DESCRIPTION OF THE TASK: Return only the line containing "for the eight" and each line after it, exactly as written, through the end of the records.

** Opening ENTRIES PROVIDED block **

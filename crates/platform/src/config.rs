//! Device configuration and constants
//!
//! Central values for the Waveshare 1.44" LCD HAT on a Raspberry Pi.
//! Everything that touches a pin number, a panel dimension or a timing
//! budget should reference these constants rather than hardcoding values.

/// The application name (shown in the root menu title bar)
pub const APP_NAME: &str = "Pen-Deck";

/// Application version (synchronized with Cargo.toml)
pub const APP_VERSION: &str = env!("CARGO_PKG_VERSION");

/// Panel width in pixels
pub const PANEL_WIDTH: u32 = 128;

/// Panel height in pixels
pub const PANEL_HEIGHT: u32 = 128;

/// Column offset of the visible area inside the controller RAM
pub const PANEL_X_OFFSET: u8 = 2;

/// Row offset of the visible area inside the controller RAM
pub const PANEL_Y_OFFSET: u8 = 1;

/// Panel SPI clock (Hz)
pub const PANEL_SPI_HZ: u32 = 9_000_000;

/// BCM pin numbers for the panel control lines
pub mod panel_pins {
    /// Reset (active low)
    pub const RST: u32 = 27;
    /// Data/command select
    pub const DC: u32 = 25;
    /// Chip select (driven by spidev as CE0)
    pub const CS: u32 = 8;
    /// Backlight enable
    pub const BL: u32 = 24;
}

/// BCM pin numbers for the eight buttons, in [`crate::Button::ALL`] order
pub const BUTTON_PINS: [u32; 8] = [6, 19, 5, 26, 13, 21, 20, 16];

/// Quiet window after a reported press during which the same button is ignored
pub const DEBOUNCE_MS: u64 = 200;

/// UI tick cadence (20 Hz)
pub const TICK_MS: u64 = 50;

/// Menu rows visible at once
pub const VISIBLE_ROWS: usize = 6;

** Closing ENTRIES PROVIDED block **

RESPONSE BOX:
/// BCM pin numbers for the eight buttons, in [`crate::Button::ALL`] order
pub const BUTTON_PINS: [u32; 8] = [6, 19, 5, 26, 13, 21, 20, 16];

/// Quiet window after a reported press during which the same button is ignored
pub const DEBOUNCE_MS: u64 = 200;

/// UI tick cadence (20 Hz)
pub const TICK_MS: u64 = 50;

/// Menu rows visible at once
pub const VISIBLE_ROWS: usize = 6;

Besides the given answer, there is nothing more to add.